No, I'm saying pave to the sidepath on the other side of the road, because I thought there was one. Looking closer, it looks like there is no sidewalk on either side, so I'll scratch what I said about how much it would cost and fall back to "this would be utterly pointless"; I can't see any possible value in painting a crosswalk there instead of at the existing intersection.
As far as why you'd need to cut the median, I would consider that putting in a new crosswalk would be a new pedestrian project which would need to meet current accessibility standards. I think the standard is that someone in a wheelchair who sees a crosswalk should be able to expect to cross the road, not get stuck in the middle. I don't think there's a carve-out for "nobody should run a wheelchair up that road in the first place".
If your interest is pedestrian safety, too many cars go flying of the road at 60MPH for few inches of grass to be anything more than psychological. The fact that there aren't many pedestrians is the only reason that's not more of an issue in practice. That's why the standard for high speed roads calls for separation measured in feet, or barriers where space is constrained.
The hilarious thing here is that they probably paved the stretch in question because it was cheap & easy to do the last time they repaved the road, and they thought it would be nicer for access to the CCT than the existing gravel shoulder. Putting in grass and paving on the other side would have required different equipment and wouldn't have happened.
The 48 million number isn't necessarily what you think it is.To be pedantic though, they have 48 milllion in the ped program.

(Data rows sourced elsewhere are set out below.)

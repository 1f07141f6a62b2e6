//! Roster assembly and the periodic presence broadcast.

use std::{
    collections::{BTreeMap, BTreeSet, HashMap},
    sync::Arc,
    time::Duration,
};

use thiserror::Error;
use tokio::{
    sync::Notify,
    time::{Instant, MissedTickBehavior},
};

use crate::domain::{
    OutboundMessage, PresenceError, PresenceStatus, PresenceStore, ProfileLookup, Roster, UserId,
};

use super::{HubError, HubHandle};

#[derive(Debug, Clone, PartialEq, Eq, Error)]
pub enum RosterError {
    #[error(transparent)]
    Hub(#[from] HubError),
    #[error("presence store unavailable: {0}")]
    Presence(#[from] PresenceError),
}

/// Status of every user in `known`.
///
/// A user is online when the store says so, or when it is bound to a connection of this
/// process that showed activity within `ttl`. Everyone else is offline.
pub fn reconcile_statuses(
    known: &[UserId],
    stored: &HashMap<UserId, PresenceStatus>,
    live: &HashMap<UserId, Instant>,
    now: Instant,
    ttl: Duration,
) -> BTreeMap<UserId, PresenceStatus> {
    known
        .iter()
        .map(|user_id| {
            let stored_online = stored.get(user_id) == Some(&PresenceStatus::Online);
            let recently_active = live
                .get(user_id)
                .is_some_and(|last| now.saturating_duration_since(*last) < ttl);
            let status = if stored_online || recently_active {
                PresenceStatus::Online
            } else {
                PresenceStatus::Offline
            };
            (user_id.clone(), status)
        })
        .collect()
}

/// Builds roster snapshots from the registry, the presence store and the profile lookup.
pub struct RosterBuilder {
    hub: HubHandle,
    store: Arc<dyn PresenceStore>,
    profiles: Arc<dyn ProfileLookup>,
    presence_ttl: Duration,
}

impl RosterBuilder {
    pub fn new(
        hub: HubHandle,
        store: Arc<dyn PresenceStore>,
        profiles: Arc<dyn ProfileLookup>,
        presence_ttl: Duration,
    ) -> Self {
        Self {
            hub,
            store,
            profiles,
            presence_ttl,
        }
    }

    /// Known users of this process plus every user in the store, with reconciled statuses.
    /// A failing profile lookup yields a roster without profiles.
    pub async fn build(&self) -> Result<Roster, RosterError> {
        let snapshot = self.hub.snapshot().await?;
        let stored = self.store.get_all_statuses().await?;

        let users: Vec<UserId> = snapshot
            .known_users
            .iter()
            .chain(stored.keys())
            .cloned()
            .collect::<BTreeSet<_>>()
            .into_iter()
            .collect();
        let statuses = reconcile_statuses(
            &users,
            &stored,
            &snapshot.live_users(),
            Instant::now(),
            self.presence_ttl,
        );

        let profiles = if users.is_empty() {
            BTreeMap::new()
        } else {
            match self.profiles.get_profiles(&users).await {
                Ok(profiles) => profiles.into_iter().collect(),
                Err(e) => {
                    tracing::warn!("Profile lookup failed, sending roster without profiles: {}", e);
                    BTreeMap::new()
                }
            }
        };

        Ok(Roster {
            users,
            statuses,
            profiles,
        })
    }
}

/// Fans out a roster snapshot on every tick and whenever `trigger` is notified.
pub struct PresenceBroadcaster {
    builder: Arc<RosterBuilder>,
    hub: HubHandle,
    interval: Duration,
    trigger: Arc<Notify>,
}

impl PresenceBroadcaster {
    pub fn new(
        builder: Arc<RosterBuilder>,
        hub: HubHandle,
        interval: Duration,
        trigger: Arc<Notify>,
    ) -> Self {
        Self {
            builder,
            hub,
            interval,
            trigger,
        }
    }

    /// Runs until the engine stops.
    pub async fn run(self) {
        let mut ticker = tokio::time::interval(self.interval);
        ticker.set_missed_tick_behavior(MissedTickBehavior::Delay);

        loop {
            tokio::select! {
                _ = ticker.tick() => {}
                _ = self.trigger.notified() => {}
                _ = self.hub.closed() => break,
            }

            let roster = match self.builder.build().await {
                Ok(roster) => roster,
                Err(RosterError::Hub(_)) => break,
                Err(e) => {
                    tracing::warn!("Skipping roster broadcast: {}", e);
                    continue;
                }
            };
            tracing::debug!(users = roster.users.len(), "Broadcasting roster");
            if self
                .hub
                .broadcast(OutboundMessage::RosterSnapshot(roster), None)
                .await
                .is_err()
            {
                break;
            }
        }
        tracing::info!("Presence broadcaster stopped");
    }
}
//! Broadcast engine.
//!
//! A single task owns the [`ConnectionRegistry`] and consumes [`HubEvent`]s from a bounded
//! queue, so registration, identification, removal and fan-out are totally ordered. Fan-out
//! never blocks on a connection: a full outbound queue evicts that connection as a slow
//! consumer. Presence writes go through a [`PresenceWriter`], so a slow or hung presence store
//! never stalls fan-out.

use std::{
    collections::{HashMap, VecDeque},
    sync::Arc,
};

use tokio::{
    sync::{Notify, mpsc, oneshot},
    time::Instant,
};

use crate::{
    config::HubConfig,
    domain::{ConnectionId, OutboundMessage, PresenceStatus, PresenceStore, UserId},
    infrastructure::dto::websocket::encode_outbound,
};

use super::{
    CloseSignal, HubError,
    presence::{PresenceWorker, PresenceWriter},
    registry::{BindOutcome, ConnectionEntry, ConnectionRegistry, OutboundSender},
};

/// Commands accepted by the engine.
#[derive(Debug)]
pub enum HubEvent {
    Register(ConnectionEntry),
    Identify {
        conn_id: ConnectionId,
        user_id: UserId,
    },
    Release {
        conn_id: ConnectionId,
    },
    Touch {
        conn_id: ConnectionId,
    },
    Unregister {
        conn_id: ConnectionId,
    },
    Broadcast {
        message: OutboundMessage,
        exclude: Option<ConnectionId>,
    },
    /// Frame forwarded on behalf of a connection; dropped once that connection is gone.
    Relay {
        from: ConnectionId,
        message: OutboundMessage,
        echo: bool,
    },
    SendTo {
        conn_id: ConnectionId,
        message: OutboundMessage,
    },
    Snapshot {
        reply: oneshot::Sender<HubSnapshot>,
    },
    FlushPresence {
        reply: oneshot::Sender<()>,
    },
    Shutdown,
}

/// Fan-out counters since startup.
#[derive(Debug, Clone, Copy, Default, PartialEq, Eq)]
pub struct HubStats {
    pub broadcasts: u64,
    pub delivered_frames: u64,
    pub slow_consumers_dropped: u64,
}

#[derive(Debug, Clone, PartialEq)]
pub struct ConnectionSummary {
    pub id: ConnectionId,
    pub user_id: Option<UserId>,
    /// Unix milliseconds.
    pub connected_at: i64,
    pub last_activity: Instant,
}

http://www.fairfaxcounty.gov/dmb/fy2...ume2/30060.pdf
So, as in 2013, the 2014 capital budget is $0. There will be $100k available for emergency work. In 2013 they spent $4.5M, the majority of which came from the federal programs which are ending or unreliable sources like developer proffers. The grant dollars are usually tied to big projects for which even the cost of the studies is amazing; small projects aren't worth the administrative cost of the grant application, and DOT wouldn't want to deal with them anyway. If you look at the project list, most of the dollars are going to redoing intersections. That's certainly useful and important to pedestrians, but (IMO, and I know I won't win that fight) that's something that should be coming purely out of the transportation budget rather than getting labeled as a pedestrian project. A lot of the federal dollars fall into that category, basically federal gas tax funds which are set aside to improve pedestrian+car intersections under a pedestrian label, which sounds good to some and pisses of those in the cars which will use the same intersection. Water under the bridge, the House managed to make sure even indirect pedestrian benefit was minimized in the transportation budget. To some degree the commonwealth agrees that some of these are really car-related costs, and there's some bookkeeping oddness that results in VDOT transferring money to FFX to spend on projects (which are then, I think, implemented by VDOT). If you look at the amount spent specifically and solely for pedestrians (sidewalks and trails) it's a disheartening fraction of the $2.5bn county budget. There's just not much for something like "put a 100 foot sidewalk here because I don't like to walk on the shoulder".